I have been on the road. Last week I was in Boston speaking to some really smart people, and then to New Orleans to speak to J. W. Roth and Dave Lavigne's group, and to have a fantastic meal at Mr. B's. Now, I have been to New Orleans many a time. I have been to many cities. I have stayed at many hotels. But the rooms my wife and I got for this trip to New Orleans at the Ritz Carlton were off the charts. They had the most amazing antiques and antique art I have ever seen anywhere in my life. It was like staying in a super high end antique store. (Frankly, I like the Phoenician better because the rooms are so big and bright, but the furnishings at the hotel in N.O.La. were breathtaking.)

However, I do not feel well. Somewhere, I picked up a cold or flu and I really feel pretty tired. Going out to Bourbon Street and getting mobbed by fans was not a good health move either.

So, now I am back from my trip, in my office in Beverly Hills, and I definitely do not feel well. My brain is sort of racing right now, though. (As I write this, the phone is ringing. I won't answer it because this is the witching hour at which the various arms of the GOP call me to ask for money and I have already given enough. They are real pests.)

I was just lying in bed thinking about the year 2005, when I bought the home I love so very much at Morningside C.C. in Rancho Mirage. Times were great then. Money was pouring in. Mortgages were easy to get. I used to just call my woman at B of A, tell her the price of the home, tell her when I wanted to close, and bang, it was done.
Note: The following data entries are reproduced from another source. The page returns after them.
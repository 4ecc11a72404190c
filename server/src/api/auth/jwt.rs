//! JWT bearer token verification
//!
//! Tokens are issued elsewhere; this side only checks the HS256 signature and
//! expiry and hands back the claims.

use std::fmt;

use jsonwebtoken::{Algorithm, DecodingKey, Validation, decode};
use serde::{Deserialize, Serialize};

/// JWT validation error
#[derive(Debug)]
pub enum JwtError {
    /// Token signature has expired
    Expired,
    /// Token signature is invalid
    InvalidSignature,
    /// Other validation error
    Invalid(String),
}

impl fmt::Display for JwtError {
    fn fmt(&self, f: &mut fmt::Formatter<'_>) -> fmt::Result {
        match self {
            Self::Expired => write!(f, "Token has expired"),
            Self::InvalidSignature => write!(f, "Invalid token signature"),
            Self::Invalid(msg) => write!(f, "Invalid token: {}", msg),
        }
    }
}

impl std::error::Error for JwtError {}

/// Claims carried by an access token
#[derive(Debug, Clone, Serialize, Deserialize)]
pub struct ActorClaims {
    /// User ID
    pub sub: String,
    pub role: String,
    pub exp: i64,
}

impl ActorClaims {
    /// Numeric user id, if `sub` holds one
    pub fn user_id(&self) -> Option<i64> {
        self.sub.parse().ok()
    }
}

/// Validate and decode a bearer token
pub fn validate_token(token: &str, signing_key: &[u8]) -> Result<ActorClaims, JwtError> {
    let mut validation = Validation::new(Algorithm::HS256);
    validation.validate_exp = true;

    let token_data =
        decode::<ActorClaims>(token, &DecodingKey::from_secret(signing_key), &validation)
            .map_err(|e| match e.kind() {
                jsonwebtoken::errors::ErrorKind::ExpiredSignature => JwtError::Expired,
                jsonwebtoken::errors::ErrorKind::InvalidSignature => JwtError::InvalidSignature,
                _ => JwtError::Invalid(e.to_string()),
            })?;

    Ok(token_data.claims)
}

/// Sign a token for tests
#[cfg(test)]
pub fn create_token(signing_key: &[u8], user_id: i64, role: &str, ttl_secs: i64) -> String {
    use jsonwebtoken::{EncodingKey, Header, encode};

    let claims = ActorClaims {
        sub: user_id.to_string(),
        role: role.to_string(),
        exp: crate::utils::time::now_secs() + ttl_secs,
    };
    encode(
        &Header::new(Algorithm::HS256),
        &claims,
        &EncodingKey::from_secret(signing_key),
    )
    .unwrap()
}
Now, that seems like ancient history. Now, although my life is still pleasant, the days of easy money are over. I can recall asking my brilliant and wonderful late father-in-law, war hero extraordinaire, what life was like in the Great Depression. He said something like, "It was all right except that there was no money."

That's sort of what it's like now in the world of housing credit, only worse.
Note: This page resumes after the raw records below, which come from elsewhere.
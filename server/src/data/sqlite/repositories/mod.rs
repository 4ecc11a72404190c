//! SQLite repositories
//!
//! Row and parameter types are imported from `crate::data::types`.

pub mod activity;
pub mod activity_log;
pub mod catalog;
pub mod engagement;
pub mod permission;
pub mod resource;
pub mod school_activity;
pub mod summary;
pub mod user;

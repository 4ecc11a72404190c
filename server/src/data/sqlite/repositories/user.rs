//! User repository for SQLite operations

use sqlx::SqlitePool;

use crate::data::sqlite::SqliteError;
use crate::data::types::UserRow;

const USER_COLUMNS: &str =
    "id, name, email, role, status, organization, last_login, created_at";

/// Get a user by ID
pub async fn get_user(pool: &SqlitePool, id: i64) -> Result<Option<UserRow>, SqliteError> {
    let user = sqlx::query_as::<_, UserRow>(&format!(
        "SELECT {} FROM users WHERE id = ?",
        USER_COLUMNS
    ))
    .bind(id)
    .fetch_optional(pool)
    .await?;

    Ok(user)
}

/// Count users grouped by role
pub async fn count_by_role(pool: &SqlitePool) -> Result<Vec<(String, i64)>, SqliteError> {
    let rows: Vec<(String, i64)> =
        sqlx::query_as("SELECT role, COUNT(*) FROM users GROUP BY role ORDER BY role")
            .fetch_all(pool)
            .await?;
    Ok(rows)
}
//! Dashboard aggregate queries

use sqlx::SqlitePool;

use crate::data::sqlite::SqliteError;
use crate::data::types::{ActionCount, AdminActivitySummary, EngagementFact};

fn count_sql(fact: EngagementFact) -> &'static str {
    match fact {
        EngagementFact::Views => "SELECT COUNT(*) FROM resource_views",
        EngagementFact::Downloads => "SELECT COUNT(*) FROM resource_downloads",
        EngagementFact::Likes => "SELECT COUNT(*) FROM resource_likes",
    }
}

/// Rows in one engagement fact table
pub async fn count_facts(pool: &SqlitePool, fact: EngagementFact) -> Result<i64, SqliteError> {
    let total: i64 = sqlx::query_scalar(count_sql(fact)).fetch_one(pool).await?;
    Ok(total)
}

/// Audit actions performed by one user
pub async fn admin_activity(
    pool: &SqlitePool,
    admin_id: i64,
) -> Result<AdminActivitySummary, SqliteError> {
    let (total_actions, last_action_at): (i64, Option<i64>) =
        sqlx::query_as("SELECT COUNT(*), MAX(created_at) FROM activity_logs WHERE user_id = ?")
            .bind(admin_id)
            .fetch_one(pool)
            .await?;

    let actions: Vec<(String, i64)> = sqlx::query_as(
        r#"
        SELECT action, COUNT(*) AS n
        FROM activity_logs
        WHERE user_id = ?
        GROUP BY action
        ORDER BY n DESC, action
        "#,
    )
    .bind(admin_id)
    .fetch_all(pool)
    .await?;

    Ok(AdminActivitySummary {
        admin_id,
        total_actions,
        last_action_at,
        actions: actions
            .into_iter()
            .map(|(action, count)| ActionCount { action, count })
            .collect(),
    })
}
Yes, Americans can still get credit for cars and trucks and refrigerators, and those businesses are doing well. But just try to get a home loan now. The banks are not lending, at least from what I see. They were so wild and reckless back in the good times that they got burned terribly.

"Once burned, twice shy," as the saying goes. That's the way it is now. Yes, the banks will borrow from the Fed at zero percent and relend to the Treasury at 2.8 percent. That business is working well for the banks. But if you want to know why the housing market is kaput, look no farther than banks that won't lend.
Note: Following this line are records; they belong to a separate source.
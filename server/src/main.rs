use edushare_server::core::CoreApp;

#[tokio::main]
async fn main() {
    if let Err(e) = CoreApp::run().await {
        eprintln!("\nError: {}\n", e);
        std::process::exit(1);
    }
}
But if you want to see why the economy is so stubbornly weak, you have to look a little farther.

Warren E. Buffett, probably the smartest man of business that there has ever been, told me last year and the year before that he would start hiring in large numbers, or in any numbers to speak of at all, when the demand revived and there was more purchasing.

He is probably doing just the right thing for his stockholders.

But there is slack demand for some excellent reasons:

(1) Americans are terrified because so many of them have been laid off in recent years and months and they fear that they may be next. Even if they have not been laid off or have not known anyone laid off, they definitely know someone who has lost his home. That scares people into not buying anything they can avoid buying.

(2) Much of the demand for durable goods comes from people buying new homes or buying existing homes and refurnishing them. This just is not happening at all.

(3) The news media has Americans in a state of perpetual terror with stories about catastrophes in Greece and Italy and Portugal. The media is endlessly scaring us. Just perpetually. They are like a nonstop horror movie.

So, somehow, we just have to get past the fear, wait for resourceful Americans to find ways to get jobs, to grow their businesses, as the phrase (grammatically incorrect ) goes, to draw upon their savings, to cajole loans, and little by little, the train will leave the station.

But in the meanwhile, for the first time in my life, I have the slightest whiff--and I do mean a SLIGHT whiff--of what life must have been like in the Great Depression. There is just too much fear out there and too much suffering. Fear is itself a form of suffering. It is a painful form of suffering.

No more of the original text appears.